Franciam Charlot
Les peintures de Franciam Charlot, ses dessins, me paraissent supporter difficilement l’analyse ou la classification. La violence et la charge émotive qui s’en dégagent ne peuvent s’en accommoder.
Et pourtant…
Pourtant, j’aime m’y reconnaître. J’aime y retrouver des personnages que je considère comme un peu miens.
Personnages debout ou couchés, quelquefois convulsivement mêlés ou même foudroyés par la solitude. D’autres fois comme tombés de la croix, littéralement « décrucifiés » et comme sauvés de toute condamnation. Des êtres ni beaux ni laids, qui manifestent une révolte aussi. Révolte quasi viscérale contre l’idée même de beauté ou de laideur. Révolte contre un doux esthétisme de pacotille.
Des témoins. Témoins du désarroi universel. Témoins d’un monde brisé.
Une peinture sans artifices ni mensonges.
C’est que je crois savoir que Franciam Charlot recherche une certaine réalité. Oui. À sa façon. Celle des individus. La réalité de certaines émotions quasi indicibles.
Sans faux-semblants. Une réalité brutale, débarrassée des scories de toutes les falsifications. Une réalité brutale sans trompe-l’œil.
C’est en cela qu’il me touche.
C’est en cela qu’il existe. »
Didier Carette
Une grinçante comédie humaine
Au début je ne les ai pas eues faciles, les peintures de Franciam Charlot. Tous ces personnages comme sortis d’une grinçante bande dessinée, tous ces méchants petits bonshommes informes, plus ou moins sexués, souvent mutilés… et toujours bouche et yeux grands ouverts. Qu’allait-on pouvoir faire de ces gnomes, dont on sentait bien qu’ils tentaient de dire ou de crier quelque chose mais sans jamais y parvenir ?
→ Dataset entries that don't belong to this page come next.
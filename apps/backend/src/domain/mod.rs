//! Domain layer: pure game logic types and helpers.

pub mod board;
pub mod cards_parsing;
pub mod cards_serde;
pub mod cards_types;
pub mod connectivity;
pub mod deck;
pub mod lobby;
pub mod player_view;
pub mod rules;
pub mod seed_derivation;
pub mod sequence;
pub mod session_transition;
pub mod state;
pub mod teams;
pub mod turns;

#[cfg(test)]
mod test_gens;
#[cfg(test)]
mod test_prelude;
#[cfg(test)]
pub(crate) mod test_state_helpers;
#[cfg(test)]
mod tests_props_legality;
#[cfg(test)]
mod tests_props_playout;

// Re-exports for ergonomics
pub use board::{Board, Chip, Position, Printed, Team, TeamColor, BOARD_SIZE};
pub use cards_parsing::try_parse_cards;
pub use cards_types::{Card, Rank, Suit};
pub use connectivity::{ConnectivityChange, ConnectivityTimings, TakeoverReason};
pub use deck::{Deck, DECK_SIZE};
pub use player_view::{PlayerView, PublicPlayer};
pub use rules::{has_any_legal_move, legal_moves, CandidateMove, MoveKind, Verdict};
pub use sequence::check_win;
pub use session_transition::{derive_session_transitions, SessionTransition};
pub use state::{
    ConnectionStatus, LastMove, PlayerId, PlayerRecord, SessionId, SessionRecord, SessionStatus,
    TurnSlot,
};
pub use turns::{Actor, AppliedMove};
//! AI configuration handling.

use serde::{Deserialize, Serialize};
use serde_json::Value as JsonValue;

/// Standard configuration for AI players.
///
/// `seed` makes decisions reproducible; any other fields are kept in
/// `custom` for implementations that want them.
///
/// ```json
/// {"seed": 12345}
/// ```
#[derive(Debug, Clone, Default, Serialize, Deserialize)]
pub struct AiConfig {
    #[serde(skip_serializing_if = "Option::is_none")]
    pub seed: Option<u64>,

    #[serde(flatten)]
    pub custom: serde_json::Map<String, JsonValue>,
}

impl AiConfig {
    /// Extract standard fields from an optional JSON value. Malformed input
    /// yields an empty config.
    pub fn from_json(config: Option<&JsonValue>) -> Self {
        config
            .and_then(|json| serde_json::from_value(json.clone()).ok())
            .unwrap_or_default()
    }

    pub fn seed(&self) -> Option<u64> {
        self.seed
    }

    pub fn get_custom(&self, key: &str) -> Option<&JsonValue> {
        self.custom.get(key)
    }

    pub fn with_seed(seed: u64) -> Self {
        Self {
            seed: Some(seed),
            ..Self::default()
        }
    }
}
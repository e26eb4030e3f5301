#![deny(clippy::wildcard_imports)]
#![cfg_attr(test, allow(clippy::wildcard_imports))]

pub mod adapters;
pub mod ai;
pub mod config;
pub mod domain;
pub mod error;
pub mod errors;
pub mod infra;
pub mod repos;
pub mod services;
pub mod state;
pub mod telemetry;
pub mod utils;

#[cfg(test)]
pub mod test_bootstrap;

// Re-exports for public API
pub use adapters::sessions_memory::InMemorySessionStore;
pub use config::EngineConfig;
pub use domain::state::{PlayerId, SessionId};
pub use error::AppError;
pub use errors::ErrorCode;
pub use infra::state::{build_state, StateBuilder};
pub use repos::sessions::{SessionStore, StoreError, Versioned};
pub use services::game_flow::{GameFlowService, MoveOutcome};
pub use services::scheduler::SessionScheduler;
pub use state::app_state::AppState;

// Auto-initialize logging for unit tests
#[cfg(test)]
#[ctor::ctor]
fn init_test_logging() {
    test_bootstrap::logging::init();
}
//! Registered AI implementations, looked up by their config key
//! (`SEQUENCE_BOT_AI`). Same seed means same decisions.

use crate::ai::{AiPlayer, HeuristicPlayer, RandomPlayer};

/// Factory definition for constructing AI implementations.
pub struct AiFactory {
    /// Short key used in configuration.
    pub key: &'static str,
    pub name: &'static str,
    pub version: &'static str,
    pub make: fn(seed: Option<u64>) -> Box<dyn AiPlayer>,
}

static AI_FACTORIES: &[AiFactory] = &[
    AiFactory {
        key: "heuristic",
        name: HeuristicPlayer::NAME,
        version: HeuristicPlayer::VERSION,
        make: make_heuristic,
    },
    AiFactory {
        key: "random",
        name: RandomPlayer::NAME,
        version: RandomPlayer::VERSION,
        make: make_random_player,
    },
];

pub fn registered_ais() -> &'static [AiFactory] {
    AI_FACTORIES
}

pub fn by_key(key: &str) -> Option<&'static AiFactory> {
    registered_ais().iter().find(|factory| factory.key == key)
}

fn make_random_player(seed: Option<u64>) -> Box<dyn AiPlayer> {
    Box::new(RandomPlayer::new(seed))
}

fn make_heuristic(seed: Option<u64>) -> Box<dyn AiPlayer> {
    Box::new(HeuristicPlayer::new(seed))
}
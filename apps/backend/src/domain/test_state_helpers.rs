//! Session fixtures for domain unit tests. Every helper keeps the
//! 104-card total intact.

use super::board::{Position, Printed, Team};
use super::cards_types::Card;
use super::lobby::{join, new_session, start, NewSession};
use super::state::{PlayerId, SessionRecord};

pub const TEST_SEED: u64 = 42;

pub fn pid(s: &str) -> PlayerId {
    PlayerId::from(s)
}

/// Waiting session; the first name is the host.
pub fn waiting_session(names: &[&str]) -> SessionRecord {
    waiting_session_with_seed(names, TEST_SEED)
}

pub fn waiting_session_with_seed(names: &[&str], seed: u64) -> SessionRecord {
    let mut record = new_session(
        NewSession {
            host_id: pid(names[0]),
            host_name: names[0].to_string(),
            max_players: 4,
            is_private: false,
            password: None,
        },
        seed,
        0,
    )
    .expect("valid session settings");
    for name in &names[1..] {
        join(&mut record, &pid(name), name, None, 0).expect("join");
    }
    record
}

/// Started session at time 0; turn order follows seat order (the first
/// name moves first).
pub fn playing_session(names: &[&str]) -> SessionRecord {
    playing_session_with_seed(names, TEST_SEED)
}

pub fn playing_session_with_seed(names: &[&str], seed: u64) -> SessionRecord {
    let mut record = waiting_session_with_seed(names, seed);
    start(&mut record, 0).expect("start");
    record
}

/// The normal card printed on `pos`.
pub fn printed_card(pos: Position) -> Card {
    match pos.printed() {
        Printed::Card(rank, suit) => Card::normal(rank, suit),
        Printed::Corner => panic!("corner has no printed card"),
    }
}

/// Remove one copy of `card` from circulation outside `keep`'s hand.
/// A copy taken from another hand is refilled from the draw pile.
fn take_copy(record: &mut SessionRecord, card: Card, keep: Option<&PlayerId>) -> bool {
    if let Some(i) = record.deck.draw_pile.iter().position(|c| *c == card) {
        record.deck.draw_pile.remove(i);
        return true;
    }
    if let Some(i) = record.deck.discard_pile.iter().position(|c| *c == card) {
        record.deck.discard_pile.remove(i);
        return true;
    }
    let holder = record
        .players
        .iter()
        .find(|(id, p)| Some(*id) != keep && p.hand.contains(&card))
        .map(|(id, _)| id.clone());
    if let Some(holder) = holder {
        let refill = record.deck.draw_pile.pop();
        let hand = &mut record.players.get_mut(&holder).expect("holder").hand;
        let i = hand.iter().position(|c| *c == card).expect("card in hand");
        hand.remove(i);
        hand.extend(refill);
        return true;
    }
    false
}

/// Put `card` into `who`'s hand. The hand's first card goes to the draw
/// pile so the hand size stays the same (an empty hand just grows).
pub fn give_card(record: &mut SessionRecord, who: &str, card: Card) {
    let id = pid(who);
    if record.players[&id].hand.contains(&card) {
        return;
    }
    assert!(take_copy(record, card, Some(&id)), "no copy of {card} left");
    let hand = &mut record.players.get_mut(&id).expect("player").hand;
    if hand.is_empty() {
        hand.push(card);
    } else {
        let returned = std::mem::replace(&mut hand[0], card);
        record.deck.draw_pile.insert(0, returned);
    }
}

/// Occupy `pos` for `team` with its printed card, taken from circulation.
pub fn place_chip(record: &mut SessionRecord, pos: Position, team: Team) {
    let card = printed_card(pos);
    assert!(take_copy(record, card, None), "no copy of {card} left");
    record.board.place(pos, team, card).expect("open cell");
}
Puis, ces personnages-là, comme je continuais à les croiser lors de mes visites à « l’atelier » du peintre, me devinrent plus familiers. Puis d’une familiarité obsessionnelle –de leur fait, non du mien. En réalité, j’avais fort bien compris, dès le début, sur quoi s’ouvraient les yeux et la bouche des créatures de Charlot, et pourquoi j’avais marqué cette distance, sinon ce recul, en les découvrant. Pauvres petites choses –et pauvres de nous-mêmes. Ce qu’elles contemplaient et ce qu’elles contemplent toujours, c’est la terrible incohérence de ce monde, et ce qui va nécessairement avec : la tragique inanité de la condition humaine. Charlot peint son époque, forcément, et ne fait que décrire sa société : dérisoire et bouffonne, absurde, incapable d’un cri, comme les inoffensifs et insupportables gnomes estropiés.
La tragédie de la destinée de l’homme, ce n’est pas un thème nouveau, il s’impose à toute vraie création. Mais la manière de Charlot, elle, n’appartient qu’à lui. Son « minimalisme » désespéré, à la technique instinctive (comme on parle d’écriture automatique), est d’un péremptoire glaçant, dans un discours qui n’admet ni la concession, ni l’afféterie : l’espoir de voir les choses s’arranger est mince, pour ne pas dire nul, voilà le sens du message. Un message qui se répète encore et encore comme un bien lugubre signal, parce que Charlot est lui-même obsédé par ses si malsaines créatures et qu’il ne cesse de les peindre.
La peinture de Franciam Charlot dépasse évidemment le contexte de « goûts et couleurs », de sympathie ou non avec l’œuvre. Par la charge dramatique qu’elle porte, elle exige le regard ; et touche, sous le crâne du témoin oculaire, ce qu’elle doit toucher : la zone qui réunit le doute et l’inquiétude. C’est ce qui fait sa force et la justifie.